His experiences as a teenager attending Palos Verdes High School in Southern California formed the basis for the fictionalized lead character in the novel The Mark of Conte; he is also featured in the memoir Reigning Cats and Dogs. As a consequence of his friendship with television screenwriter John Mankiewicz his name has been used for minor characters in the television shows The Marshal and Miami Vice.
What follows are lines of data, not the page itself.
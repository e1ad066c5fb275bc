use std::collections::BTreeMap;

use super::DecodingError;
use super::wire::{from_str, validated};
use crate::domain::{ParameterValues, Parameters};

pub(crate) const PARAMETERS_FIELD: &str = "parameters";

/// `{"<recipient>": "<value>", ..., "default": "<value>"}`
pub(crate) type WireParameterValues = BTreeMap<String, String>;
pub(crate) type WireParameters = BTreeMap<String, WireParameterValues>;

pub fn encode_parameter_values(values: &ParameterValues) -> WireParameterValues {
    let mut wire = values.substitutions().clone();
    if let Some(default_value) = values.default_value() {
        wire.insert(
            ParameterValues::DEFAULT_KEY.to_owned(),
            default_value.to_owned(),
        );
    }
    wire
}

pub fn decode_parameter_values_json(json: &str) -> Result<ParameterValues, DecodingError> {
    let wire: WireParameterValues = from_str(json)?;
    parameter_values_from_wire(wire)
}

fn parameter_values_from_wire(
    mut wire: WireParameterValues,
) -> Result<ParameterValues, DecodingError> {
    let default_value = wire.remove(ParameterValues::DEFAULT_KEY);
    validated(PARAMETERS_FIELD, ParameterValues::new(wire, default_value))
}

/// Empty parameter sets are omitted from the wire.
pub(crate) fn parameters_to_wire(parameters: &Parameters) -> Option<WireParameters> {
    if parameters.is_empty() {
        return None;
    }
    Some(encode_parameters(parameters))
}

pub(crate) fn encode_parameters(parameters: &Parameters) -> WireParameters {
    parameters
        .iter()
        .map(|(name, values)| (name.clone(), encode_parameter_values(values)))
        .collect()
}

pub(crate) fn decode_parameters(wire: WireParameters) -> Result<Parameters, DecodingError> {
    wire.into_iter()
        .map(|(name, values)| Ok((name, parameter_values_from_wire(values)?)))
        .collect()
}

#[cfg(test)]
mod tests {
    use super::*;

    #[test]
    fn default_is_emitted_under_reserved_key() {
        let mut substitutions = BTreeMap::new();
        substitutions.insert("123".to_owned(), "A".to_owned());
        let values = ParameterValues::new(substitutions, Some("B".to_owned())).unwrap();

        let json = serde_json::to_string(&encode_parameter_values(&values)).unwrap();
        assert_eq!(json, r#"{"123":"A","default":"B"}"#);
    }

    #[test]
    fn absent_default_omits_key() {
        let mut substitutions = BTreeMap::new();
        substitutions.insert("123".to_owned(), "A".to_owned());
        let values = ParameterValues::new(substitutions, None).unwrap();

        let json = serde_json::to_string(&encode_parameter_values(&values)).unwrap();
        assert_eq!(json, r#"{"123":"A"}"#);
    }

    #[test]
    fn decode_splits_default_from_substitutions() {
        let values = decode_parameter_values_json(r#"{"123":"A","456":"C","default":"B"}"#)
            .unwrap();
        assert_eq!(values.default_value(), Some("B"));
        assert_eq!(values.substitutions().len(), 2);
        assert_eq!(values.resolve("456"), Some("C"));

        let values = decode_parameter_values_json("{}").unwrap();
        assert_eq!(values, ParameterValues::default());
    }

    #[test]
    fn decode_rejects_non_string_values() {
        let err = decode_parameter_values_json(r#"{"123": 5}"#).unwrap_err();
        assert!(matches!(err, DecodingError::InvalidType { .. }));
        assert_eq!(err.field(), Some("123"));

        let err = decode_parameter_values_json(r#"["A"]"#).unwrap_err();
        assert!(matches!(err, DecodingError::Json(_)));
    }

    #[test]
    fn empty_parameter_sets_are_omitted() {
        assert!(parameters_to_wire(&Parameters::new()).is_none());

        let mut parameters = Parameters::new();
        parameters.insert("name".to_owned(), ParameterValues::with_default("friend"));
        let wire = parameters_to_wire(&parameters).unwrap();
        assert_eq!(wire["name"]["default"], "friend");
        assert_eq!(decode_parameters(wire).unwrap(), parameters);
    }
}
After leaving 415, he formed his own production and consulting company, with a list of a clients including AT&T, several venture capital firms, and every major record label. As a consultant for Warner Brothers Records he planned the marketing campaigns for such albums as Eric Clapton's Unplugged and k.d. lang's Ingenue, and as a music consultant on feature films such as Good Will Hunting and City of Angels. In 1998 he helped to found MoodLogic (and its sister companies, Emotioneering.com and jaboom.com), one of the first internet music companies, sold in 2006 to the All Music Guide group. He also consulted for the United States Navy on underwater sound source separation.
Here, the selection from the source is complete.